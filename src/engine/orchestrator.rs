// ==========================================
// 合金配料系统 - 优化编排器
// ==========================================
// 主流程: 成分要求 + 目录快照 → 建模 → 求解 → 解释 → Recipe
// 红线: 只读，不触碰库存
// ==========================================

use crate::config::BlendConfigReader;
use crate::domain::material::Material;
use crate::domain::recipe::Recipe;
use crate::domain::requirement::RequirementSet;
use crate::engine::error::{BlendError, BlendResult};
use crate::engine::interpreter::{RecipeInterpreter, RecipePolicy};
use crate::engine::model_builder::ConstraintModelBuilder;
use crate::engine::simplex::DenseSimplexSolver;
use crate::engine::solver::BlendSolver;
use std::error::Error;
use tracing::{debug, info, instrument, warn};

// ==========================================
// BlendOrchestrator - 优化编排器
// ==========================================
pub struct BlendOrchestrator {
    builder: ConstraintModelBuilder,
    solver: Box<dyn BlendSolver>,
    interpreter: RecipeInterpreter,
}

impl Default for BlendOrchestrator {
    fn default() -> Self {
        Self::new(Box::new(DenseSimplexSolver::default()), RecipePolicy::default())
    }
}

impl BlendOrchestrator {
    /// 创建编排器
    ///
    /// # 参数
    /// - solver: 线性规划求解器（可替换）
    /// - policy: 配方取整策略
    pub fn new(solver: Box<dyn BlendSolver>, policy: RecipePolicy) -> Self {
        Self {
            builder: ConstraintModelBuilder::new(),
            solver,
            interpreter: RecipeInterpreter::new(policy),
        }
    }

    /// 按配置创建（单纯形求解器）
    pub fn from_config<C: BlendConfigReader + ?Sized>(config: &C) -> Result<Self, Box<dyn Error>> {
        let policy = RecipePolicy {
            epsilon: config.get_solution_epsilon()?,
            decimals: config.get_percentage_decimals()?,
        };
        let solver = DenseSimplexSolver::new(config.get_solver_max_iterations()?);
        Ok(Self::new(Box::new(solver), policy))
    }

    pub fn policy(&self) -> RecipePolicy {
        self.interpreter.policy()
    }

    /// 计算最低成本配方
    ///
    /// # 错误
    /// - InvalidRequirement: 成分要求非法
    /// - NoFeasibleRecipe: 可用原料无法满足要求（含目录为空）
    /// - SolverFailure: 求解器内部失败
    #[instrument(skip(self, requirements, catalog), fields(elements = requirements.len(), catalog = catalog.len()))]
    pub fn optimize(&self, requirements: &RequirementSet, catalog: &[Material]) -> BlendResult<Recipe> {
        let problem = self.builder.build(requirements, catalog)?;

        let outcome = self.solver.solve(&problem.program).map_err(|e| {
            warn!(error = %e, "求解器失败");
            BlendError::SolverFailure(e.to_string())
        })?;
        debug!(?outcome, "求解完成");

        let recipe = self.interpreter.interpret(&outcome, &problem.variables)?;
        info!(lines = recipe.lines.len(), total_cost = recipe.total_cost, "配方计算完成");
        Ok(recipe)
    }
}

#### [GOAL OF THE EXERCISE]
Word for word, quote the lines from the line containing "let policy = RecipePolicy" through the end of the material, both included, and nothing else.

#### [EXERCISE RESPONSE]
        let policy = RecipePolicy {
            epsilon: config.get_solution_epsilon()?,
            decimals: config.get_percentage_decimals()?,
        };
        let solver = DenseSimplexSolver::new(config.get_solver_max_iterations()?);
        Ok(Self::new(Box::new(solver), policy))
    }

    pub fn policy(&self) -> RecipePolicy {
        self.interpreter.policy()
    }

    /// 计算最低成本配方
    ///
    /// # 错误
    /// - InvalidRequirement: 成分要求非法
    /// - NoFeasibleRecipe: 可用原料无法满足要求（含目录为空）
    /// - SolverFailure: 求解器内部失败
    #[instrument(skip(self, requirements, catalog), fields(elements = requirements.len(), catalog = catalog.len()))]
    pub fn optimize(&self, requirements: &RequirementSet, catalog: &[Material]) -> BlendResult<Recipe> {
        let problem = self.builder.build(requirements, catalog)?;

        let outcome = self.solver.solve(&problem.program).map_err(|e| {
            warn!(error = %e, "求解器失败");
            BlendError::SolverFailure(e.to_string())
        })?;
        debug!(?outcome, "求解完成");

        let recipe = self.interpreter.interpret(&outcome, &problem.variables)?;
        info!(lines = recipe.lines.len(), total_cost = recipe.total_cost, "配方计算完成");
        Ok(recipe)
    }
}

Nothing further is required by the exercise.